No entanto, a família também é um local de cuidado e amor, algo que a maioria das pessoas não deseja abolir completamente. Apesar dos problemas com uma sociedade que gira em torno da família, usar a mesma linguagem que usamos para descrever as lutas contra a escravidão (ou prisões, ou policiais assassinos) não cai bem para a maioria das pessoas. Prefiro o termo “expansionismo familiar” de Ghodsee a “abolicionismo familiar”, pois capta corretamente a melhor abordagem esquerdista da família. Não queremos privar ninguém de amor, carinho, carinho, bebês ou companhia – ou dos laços que eles desfrutam atualmente. Em vez disso, queremos uma sociedade com um senso bastante expandido de como as pessoas podem viver, amar, organizar as tarefas domésticas e criar bebês; um onde todos possam desfrutar de mais cuidado, mais sociabilidade, menos trabalho e mais segurança econômica.

O livro de Ghodsee mostra quantas vezes isso foi tentado – e até funcionou bem. As beguinas eram freiras leigas que viviam juntas em comunidades de mulheres sem fazer votos, começando em 1190 dC, desfrutando de autonomia econômica e liberdade das restrições que governavam a vida da maioria das mulheres. A última freira beguina morreu em 2013. Um francês chamado André Godin, inspirado pelos escritos feministas e socialistas de Charles Fourier, fundou uma aldeia administrada coletivamente que durou 109 anos. Hoje, comunidades de coabitação e “ecovilas” atraem novos moradores diariamente, em todo o mundo.

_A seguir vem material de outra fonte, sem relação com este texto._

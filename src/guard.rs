//! Route guard: stateless session check in front of the protected paths.
//!
//! The guard trusts the token signature alone and never touches the data
//! service, so a revoked allow-list entry keeps working until its session
//! expires.

use axum::body::Body;
use axum::extract::State;
use axum::http::{header, HeaderMap, HeaderValue, Request};
use axum::middleware::Next;
use axum::response::{IntoResponse, Redirect, Response};
use cookie::time::Duration;
use cookie::{Cookie, CookieBuilder, SameSite};
use std::sync::Arc;

use crate::auth::{SessionKeys, SESSION_COOKIE};
use crate::models::SessionClaims;

pub const ENTRY_PATH: &str = "/";

/// Path prefixes that require a session. A prefix covers itself and its sub-paths.
#[derive(Debug, Clone, Default)]
pub struct ProtectedPaths {
    prefixes: Vec<String>,
}

impl ProtectedPaths {
    pub fn new<I, S>(prefixes: I) -> Self
    where
        I: IntoIterator<Item = S>,
        S: AsRef<str>,
    {
        let prefixes = prefixes
            .into_iter()
            .map(|p| p.as_ref().trim().trim_end_matches('/').to_string())
            .filter(|p| !p.is_empty())
            .collect();
        Self { prefixes }
    }

    pub fn matches(&self, path: &str) -> bool {
        self.prefixes.iter().any(|prefix| {
            path.strip_prefix(prefix.as_str())
                .is_some_and(|rest| rest.is_empty() || rest.starts_with('/'))
        })
    }
}

#[derive(Clone)]
pub struct RouteGuard {
    keys: SessionKeys,
    protected: Arc<ProtectedPaths>,
}

impl RouteGuard {
    pub fn new(keys: SessionKeys, protected: ProtectedPaths) -> Self {
        Self {
            keys,
            protected: Arc::new(protected),
        }
    }
}

pub async fn route_guard(
    State(guard): State<RouteGuard>,
    mut req: Request<Body>,
    next: Next,
) -> Response {
    let path = req.uri().path().to_owned();
    if !guard.protected.matches(&path) {
        return next.run(req).await;
    }

    match session_from_headers(req.headers(), &guard.keys) {
        Some(claims) => {
            req.extensions_mut().insert(claims);
            next.run(req).await
        }
        None => {
            tracing::debug!(path = %path, "no valid session; redirecting to entry page");
            Redirect::to(ENTRY_PATH).into_response()
        }
    }
}

/// Verified session from the session cookie or a bearer header, if any.
pub fn session_from_headers(headers: &HeaderMap, keys: &SessionKeys) -> Option<SessionClaims> {
    let token = read_cookie(headers, SESSION_COOKIE).or_else(|| bearer_token(headers))?;
    match keys.validate(&token) {
        Ok(claims) => Some(claims),
        Err(err) => {
            tracing::debug!(error = %err, "session token rejected");
            None
        }
    }
}

fn bearer_token(headers: &HeaderMap) -> Option<String> {
    let value = headers.get(header::AUTHORIZATION)?.to_str().ok()?;
    value
        .strip_prefix("Bearer ")
        .map(str::trim)
        .filter(|t| !t.is_empty())
        .map(str::to_string)
}

pub fn read_cookie(headers: &HeaderMap, name: &str) -> Option<String> {
    headers
        .get_all(header::COOKIE)
        .iter()
        .filter_map(|v| v.to_str().ok())
        .flat_map(Cookie::split_parse)
        .filter_map(Result::ok)
        .find(|cookie| cookie.name() == name)
        .map(|cookie| cookie.value_trimmed().to_string())
}

/// `Set-Cookie` value for an HTTP-only, lax, root-scoped cookie.
pub fn set_cookie(name: &str, value: &str, max_age_secs: u64, secure: bool) -> HeaderValue {
    let max_age = Duration::seconds(i64::try_from(max_age_secs).unwrap_or(i64::MAX));
    header_value(base_cookie(name, value.to_string()).secure(secure).max_age(max_age).build())
        .unwrap_or_else(|| clear_cookie(name))
}

pub fn clear_cookie(name: &str) -> HeaderValue {
    header_value(base_cookie(name, String::new()).max_age(Duration::ZERO).build())
        .unwrap_or_else(|| HeaderValue::from_static("invalid=; Max-Age=0"))
}

fn base_cookie(name: &str, value: String) -> CookieBuilder<'static> {
    Cookie::build((name.to_string(), value))
        .path("/")
        .http_only(true)
        .same_site(SameSite::Lax)
}

fn header_value(cookie: Cookie<'_>) -> Option<HeaderValue> {
    HeaderValue::from_str(&cookie.to_string()).ok()
}
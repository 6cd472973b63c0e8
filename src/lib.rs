//! vendor_desk: vendor management web service with an allow-listed Google sign-in.
//!
//! Storage sits behind the [`storage::DataService`] trait (embedded Sled or a
//! hosted PostgREST-style service). The HTTP layer is Axum; sessions are
//! stateless signed tokens checked by the route guard.

pub mod auth;
pub mod authz;
pub mod config;
pub mod error;
pub mod guard;
pub mod hosted;
pub mod models;
pub mod oauth;
// Router, auth flow and JSON API
pub mod rest;
pub mod storage;
pub mod telemetry;
pub mod vendors;
pub mod views;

Às vezes, esses esforços foram ridicularizados por socialistas sérios. Friedrich Engels ridicularizou a comunidade de Godin como “burguesa” e, no TikTok marxista, desprezo semelhante é lançado sobre colegas Zoomers que ingressaram em comunas. Mas, como aponta Ghodsee, as comunidades utópicas podem parecer contrarrevolucionárias para alguns da esquerda, mas ao longo da história, aqueles que estão no poder não as veem dessa forma. Os desafios à propriedade privada e à família são ferozmente combatidos e muitas vezes esmagados à força, não porque realmente importe se algumas pessoas compartilham amantes e roupas sujas, mas porque a classe dominante não quer que essas ideias se espalhem.

As Beguinas foram perseguidas como hereges. As pessoas que se juntaram à Comunidade Oneida no interior do estado de Nova York, onde os membros podiam fazer sexo livremente, independentemente do casamento, foram acusadas de adultério. Os Saint-Simonians, na França, foram jogados na prisão.

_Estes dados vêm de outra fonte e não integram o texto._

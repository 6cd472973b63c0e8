//! Hosted data service client (PostgREST-style table API over HTTPS).
//!
//! Every operation is one request against `{base}/rest/v1/{table}`,
//! authenticated with the service key in both `apikey` and bearer headers.

use async_trait::async_trait;
use reqwest::{header, Client, Method, RequestBuilder, Response, StatusCode};
use serde::de::DeserializeOwned;

use crate::error::DataError;
use crate::models::{AuthorizedUser, Vendor, VendorInput};
use crate::storage::DataService;

const AUTHORIZED_USERS: &str = "authorized_users";
const VENDORS: &str = "vendors";
const SINGLE_OBJECT: &str = "application/vnd.pgrst.object+json";

#[derive(Clone)]
pub struct HostedStore {
    client: Client,
    base_url: String,
    api_key: String,
}

impl HostedStore {
    pub fn new(base_url: impl Into<String>, api_key: impl Into<String>) -> Result<Self, DataError> {
        let client = Client::builder()
            .user_agent(concat!("vendor_desk/", env!("CARGO_PKG_VERSION")))
            .build()?;
        Ok(Self {
            client,
            base_url: base_url.into().trim_end_matches('/').to_string(),
            api_key: api_key.into(),
        })
    }

    fn request(&self, method: Method, table: &str) -> RequestBuilder {
        self.client
            .request(method, format!("{}/rest/v1/{}", self.base_url, table))
            .header("apikey", &self.api_key)
            .bearer_auth(&self.api_key)
    }

    async fn rows<T: DeserializeOwned>(&self, req: RequestBuilder) -> Result<Vec<T>, DataError> {
        let resp = check(req.send().await?).await?;
        Ok(resp.json().await?)
    }
}

async fn check(resp: Response) -> Result<Response, DataError> {
    let status = resp.status();
    if status.is_success() {
        return Ok(resp);
    }
    let body = resp.text().await.unwrap_or_default();
    Err(DataError::Status {
        status: status.as_u16(),
        body,
    })
}

/// Total from a `Content-Range` header such as `0-9/42` or `*/0`.
fn parse_content_range_total(value: &str) -> Option<usize> {
    value.rsplit_once('/')?.1.trim().parse().ok()
}

fn eq(value: &str) -> String {
    format!("eq.{value}")
}

#[async_trait]
impl DataService for HostedStore {
    async fn find_authorized_users(&self, email: &str) -> Result<Vec<AuthorizedUser>, DataError> {
        let req = self
            .request(Method::GET, AUTHORIZED_USERS)
            .query(&[("select", "*".to_string()), ("email", eq(email))]);
        self.rows(req).await
    }

    async fn count_vendors(&self) -> Result<usize, DataError> {
        let resp = self
            .request(Method::HEAD, VENDORS)
            .query(&[("select", "*")])
            .header("Prefer", "count=exact")
            .send()
            .await?;
        let resp = check(resp).await?;
        let range = resp
            .headers()
            .get(header::CONTENT_RANGE)
            .and_then(|v| v.to_str().ok())
            .ok_or_else(|| DataError::Decode("missing Content-Range header".to_string()))?;
        parse_content_range_total(range)
            .ok_or_else(|| DataError::Decode(format!("unparseable Content-Range: {range}")))
    }

    async fn list_vendors(&self, offset: usize, limit: usize) -> Result<Vec<Vendor>, DataError> {
        let req = self.request(Method::GET, VENDORS).query(&[
            ("select", "*".to_string()),
            ("order", "created_at.desc".to_string()),
            ("offset", offset.to_string()),
            ("limit", limit.to_string()),
        ]);
        self.rows(req).await
    }

    async fn get_vendor(&self, id: &str) -> Result<Vendor, DataError> {
        let resp = self
            .request(Method::GET, VENDORS)
            .query(&[("select", "*".to_string()), ("id", eq(id))])
            .header(header::ACCEPT, SINGLE_OBJECT)
            .send()
            .await?;
        // The single-object media type answers 406 unless exactly one row matched.
        if resp.status() == StatusCode::NOT_ACCEPTABLE {
            return Err(DataError::NotFound);
        }
        Ok(check(resp).await?.json().await?)
    }

    async fn insert_vendor(&self, input: VendorInput) -> Result<Vendor, DataError> {
        let req = self
            .request(Method::POST, VENDORS)
            .header("Prefer", "return=representation")
            .json(&[input]);
        self.rows::<Vendor>(req)
            .await?
            .into_iter()
            .next()
            .ok_or_else(|| DataError::Decode("insert returned no rows".to_string()))
    }

    async fn update_vendor(&self, id: &str, input: VendorInput) -> Result<Vendor, DataError> {
        let req = self
            .request(Method::PATCH, VENDORS)
            .query(&[("id", eq(id))])
            .header("Prefer", "return=representation")
            .json(&input);
        self.rows::<Vendor>(req)
            .await?
            .into_iter()
            .next()
            .ok_or(DataError::NotFound)
    }

    async fn delete_vendor(&self, id: &str) -> Result<(), DataError> {
        let req = self
            .request(Method::DELETE, VENDORS)
            .query(&[("id", eq(id))])
            .header("Prefer", "return=representation");
        let deleted: Vec<serde_json::Value> = self.rows(req).await?;
        if deleted.is_empty() {
            return Err(DataError::NotFound);
        }
        Ok(())
    }
}
//! Tracing setup and per-request spans.

use axum::body::Body;
use axum::http::{HeaderValue, Request};
use axum::middleware::Next;
use axum::response::Response;
use std::path::Path;
use tracing::Instrument;
use tracing_appender::non_blocking::WorkerGuard;
use tracing_subscriber::{layer::SubscriberExt, util::SubscriberInitExt, EnvFilter, Layer};
use uuid::Uuid;

pub const REQUEST_ID_HEADER: &str = "x-request-id";

/// Installs the global subscriber. Keep the returned guards alive for the
/// lifetime of the process so buffered lines get flushed.
pub fn init_tracing(log_json: bool, log_dir: Option<&Path>) -> Vec<WorkerGuard> {
    let filter = EnvFilter::try_from_default_env().unwrap_or_else(|_| EnvFilter::new("info"));
    let mut guards = vec![];

    let (stdout, guard) = tracing_appender::non_blocking(std::io::stdout());
    guards.push(guard);
    let stdout_layer = if log_json {
        tracing_subscriber::fmt::layer().json().with_writer(stdout).boxed()
    } else {
        tracing_subscriber::fmt::layer().with_writer(stdout).boxed()
    };

    let file_layer = log_dir.map(|dir| {
        let appender = tracing_appender::rolling::daily(dir, "vendor_desk.log");
        let (file, guard) = tracing_appender::non_blocking(appender);
        guards.push(guard);
        tracing_subscriber::fmt::layer()
            .json()
            .with_ansi(false)
            .with_writer(file)
            .boxed()
    });

    tracing_subscriber::registry()
        .with(filter)
        .with(stdout_layer)
        .with(file_layer)
        .init();
    guards
}

/// Wraps each request in an `http.request` span and echoes the request id.
pub async fn request_tracing(request: Request<Body>, next: Next) -> Response {
    let request_id = request
        .headers()
        .get(REQUEST_ID_HEADER)
        .and_then(|v| v.to_str().ok())
        .filter(|v| !v.is_empty() && v.len() <= 128)
        .map(str::to_string)
        .unwrap_or_else(|| Uuid::new_v4().to_string());

    let span = tracing::info_span!(
        "http.request",
        request_id = %request_id,
        method = %request.method(),
        route = %request.uri().path(),
    );

    let mut response = next.run(request).instrument(span.clone()).await;
    span.in_scope(|| tracing::debug!(status = response.status().as_u16(), "request finished"));
    if let Ok(value) = HeaderValue::from_str(&request_id) {
        response.headers_mut().insert(REQUEST_ID_HEADER, value);
    }
    response
}
//! Vendor form validation and list-view page arithmetic.

use std::collections::BTreeMap;

use crate::error::DataError;
use crate::models::{Vendor, VendorInput};
use crate::storage::DataService;

pub const REQUIRED_MESSAGE: &str = "This field is required";

/// Field names that must be non-empty after trimming, in form order.
pub const REQUIRED_FIELDS: [&str; 7] = [
    "vendor_name",
    "bank_account_no",
    "bank_name",
    "address_line_1",
    "city",
    "country",
    "zip_code",
];

/// Per-field validation messages keyed by field name.
pub type FieldErrors = BTreeMap<&'static str, &'static str>;

/// Trims every field and checks the required ones.
///
/// On success the returned input is what gets submitted: trimmed values, and a
/// blank `address_line_2` turned into `None`.
pub fn validate(input: &VendorInput) -> Result<VendorInput, FieldErrors> {
    let trimmed = VendorInput {
        vendor_name: input.vendor_name.trim().to_string(),
        bank_account_no: input.bank_account_no.trim().to_string(),
        bank_name: input.bank_name.trim().to_string(),
        address_line_1: input.address_line_1.trim().to_string(),
        address_line_2: input
            .address_line_2
            .as_deref()
            .map(str::trim)
            .filter(|v| !v.is_empty())
            .map(str::to_string),
        city: input.city.trim().to_string(),
        country: input.country.trim().to_string(),
        zip_code: input.zip_code.trim().to_string(),
    };

    let errors: FieldErrors = REQUIRED_FIELDS
        .iter()
        .copied()
        .filter(|field| required_value(&trimmed, field).is_empty())
        .map(|field| (field, REQUIRED_MESSAGE))
        .collect();

    if errors.is_empty() {
        Ok(trimmed)
    } else {
        Err(errors)
    }
}

fn required_value<'a>(input: &'a VendorInput, field: &str) -> &'a str {
    match field {
        "vendor_name" => &input.vendor_name,
        "bank_account_no" => &input.bank_account_no,
        "bank_name" => &input.bank_name,
        "address_line_1" => &input.address_line_1,
        "city" => &input.city,
        "country" => &input.country,
        "zip_code" => &input.zip_code,
        _ => "",
    }
}

/// Position in a paginated list. Pages are 1-based.
#[derive(Debug, Clone, Copy, PartialEq, Eq)]
pub struct PageInfo {
    pub page: usize,
    pub page_size: usize,
    pub total: usize,
}

impl PageInfo {
    /// The requested page is clamped into `1..=total_pages` (page 1 when empty).
    pub fn new(page: usize, page_size: usize, total: usize) -> Self {
        let page_size = page_size.max(1);
        let last = total.div_ceil(page_size).max(1);
        Self {
            page: page.clamp(1, last),
            page_size,
            total,
        }
    }

    pub fn offset(&self) -> usize {
        (self.page - 1).saturating_mul(self.page_size)
    }

    pub fn total_pages(&self) -> usize {
        self.total.div_ceil(self.page_size)
    }

    pub fn has_previous(&self) -> bool {
        self.page > 1
    }

    pub fn has_next(&self) -> bool {
        self.page < self.total_pages()
    }

    /// Only moves to pages that exist.
    pub fn go_to(&mut self, page: usize) -> bool {
        if page >= 1 && page <= self.total_pages() {
            self.page = page;
            true
        } else {
            false
        }
    }

    /// 1-based index of the first row shown, or 0 when the page is empty.
    pub fn showing_from(&self, rows_on_page: usize) -> usize {
        if rows_on_page > 0 {
            self.offset() + 1
        } else {
            0
        }
    }

    pub fn showing_to(&self) -> usize {
        self.page.saturating_mul(self.page_size).min(self.total)
    }

    /// Up to five page numbers centred on the current page where possible.
    pub fn page_window(&self) -> Vec<usize> {
        let total_pages = self.total_pages();
        let len = total_pages.min(5);
        let start = if total_pages <= 5 || self.page <= 3 {
            1
        } else if self.page.saturating_add(2) >= total_pages {
            total_pages - 4
        } else {
            self.page - 2
        };
        (start..start + len).collect()
    }
}

/// One fetched page of vendors plus where it sits in the list.
#[derive(Debug, Clone)]
pub struct ListView {
    pub info: PageInfo,
    pub vendors: Vec<Vendor>,
}

impl ListView {
    pub fn new(info: PageInfo, vendors: Vec<Vendor>) -> Self {
        Self { info, vendors }
    }

    /// Nothing at all to show, as opposed to a page emptied by a concurrent delete.
    pub fn is_empty_state(&self) -> bool {
        self.vendors.is_empty() && self.info.total == 0
    }
}

/// Fetches the total and then the rows of one page, newest first.
pub async fn load_page(
    store: &dyn DataService,
    page: usize,
    page_size: usize,
) -> Result<ListView, DataError> {
    let total = store.count_vendors().await?;
    let info = PageInfo::new(page, page_size, total);
    let vendors = store.list_vendors(info.offset(), info.page_size).await?;
    Ok(ListView::new(info, vendors))
}

/// Page to land on after deleting one row from a page that held `rows_on_page` rows.
pub fn page_after_delete(page: usize, rows_on_page: usize) -> usize {
    if rows_on_page == 1 && page > 1 {
        page - 1
    } else {
        page.max(1)
    }
}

A classe dominante não quer que sonhemos com uma vida melhor, ou que percebamos que existem alternativas ao status quo. É por isso que somos implacavelmente propagandeados por distopias ficcionais e encorajados a zombar das comunas hippies. É também por isso que a maioria de nós sabe tão pouco sobre as comunidades utópicas que Ghodsee descreve neste livro e por que essa história é tão necessária.

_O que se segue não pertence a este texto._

use chrono::{DateTime, Utc};
use serde::{Deserialize, Serialize};

/// Allow-list row. Any extra columns the store carries are ignored.
#[derive(Serialize, Deserialize, Debug, Clone, PartialEq)]
pub struct AuthorizedUser {
    pub email: String,
    #[serde(default, skip_serializing_if = "Option::is_none")]
    pub name: Option<String>,
    #[serde(default, skip_serializing_if = "Option::is_none")]
    pub created_at: Option<DateTime<Utc>>,
}

#[derive(Serialize, Deserialize, Debug, Clone, PartialEq)]
pub struct Vendor {
    pub id: String,
    pub vendor_name: String,
    pub bank_account_no: String,
    pub bank_name: String,
    pub address_line_1: String,
    #[serde(default)]
    pub address_line_2: Option<String>,
    pub city: String,
    pub country: String,
    pub zip_code: String,
    pub created_at: DateTime<Utc>,
}

/// The user-editable part of a vendor, as submitted by a form or the API.
#[derive(Serialize, Deserialize, Debug, Clone, Default, PartialEq)]
pub struct VendorInput {
    #[serde(default)]
    pub vendor_name: String,
    #[serde(default)]
    pub bank_account_no: String,
    #[serde(default)]
    pub bank_name: String,
    #[serde(default)]
    pub address_line_1: String,
    #[serde(default)]
    pub address_line_2: Option<String>,
    #[serde(default)]
    pub city: String,
    #[serde(default)]
    pub country: String,
    #[serde(default)]
    pub zip_code: String,
}

impl VendorInput {
    /// Builds the full record for an insert. Id and timestamp are server-generated.
    pub fn into_vendor(self, id: String, created_at: DateTime<Utc>) -> Vendor {
        Vendor {
            id,
            vendor_name: self.vendor_name,
            bank_account_no: self.bank_account_no,
            bank_name: self.bank_name,
            address_line_1: self.address_line_1,
            address_line_2: self.address_line_2,
            city: self.city,
            country: self.country,
            zip_code: self.zip_code,
            created_at,
        }
    }
}

impl From<&Vendor> for VendorInput {
    fn from(vendor: &Vendor) -> Self {
        Self {
            vendor_name: vendor.vendor_name.clone(),
            bank_account_no: vendor.bank_account_no.clone(),
            bank_name: vendor.bank_name.clone(),
            address_line_1: vendor.address_line_1.clone(),
            address_line_2: vendor.address_line_2.clone(),
            city: vendor.city.clone(),
            country: vendor.country.clone(),
            zip_code: vendor.zip_code.clone(),
        }
    }
}

/// Identity returned by the provider after a successful OAuth exchange.
#[derive(Serialize, Deserialize, Debug, Clone, Default, PartialEq)]
pub struct Profile {
    pub id: String,
    pub email: Option<String>,
    pub name: Option<String>,
    pub image: Option<String>,
}

/// Claims carried by the signed session token.
#[derive(Serialize, Deserialize, Debug, Clone, PartialEq)]
pub struct SessionClaims {
    pub id: String, // provider user id
    pub email: String,
    #[serde(default, skip_serializing_if = "Option::is_none")]
    pub name: Option<String>,
    #[serde(default, skip_serializing_if = "Option::is_none")]
    pub image: Option<String>,
    pub iat: usize,
    pub exp: usize,
}

impl SessionClaims {
    pub fn display_name(&self) -> &str {
        self.name.as_deref().unwrap_or(&self.email)
    }
}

É claro que não podemos simplesmente mudar o mundo com um parque eólico cooperativo de cada vez. Precisamos do socialismo democrático, que requer governos funcionais e instituições públicas – e o controle esquerdista dessas instituições. Experimentos visionários de convivência não podem substituir o uso do poder do estado para fins liberatórios. Mas esses projetos podem ajudar a mudar a cultura individualista em que vivemos, introduzindo um ethos mais coletivo, mudando nossos valores e mostrando que é possível sonhar com uma vida melhor do que um subúrbio unifamiliar. Eles podem encorajar um pensamento maior sobre como organizar nossa sociedade. Coletivizando recursos no âmbito familiar, também podemos ajudar a mitigar muitas das doenças do capitalismo e do patriarcado, incluindo excesso de trabalho, solidão, violência doméstica e desperdício ecológico.

Esses esforços também nos ajudam a exercitar nossas “capacidades de esperança”, argumenta Ghodsee, “a arma mais poderosa que temos”. O mesmo pode ser dito deste livro espirituoso e inspirador.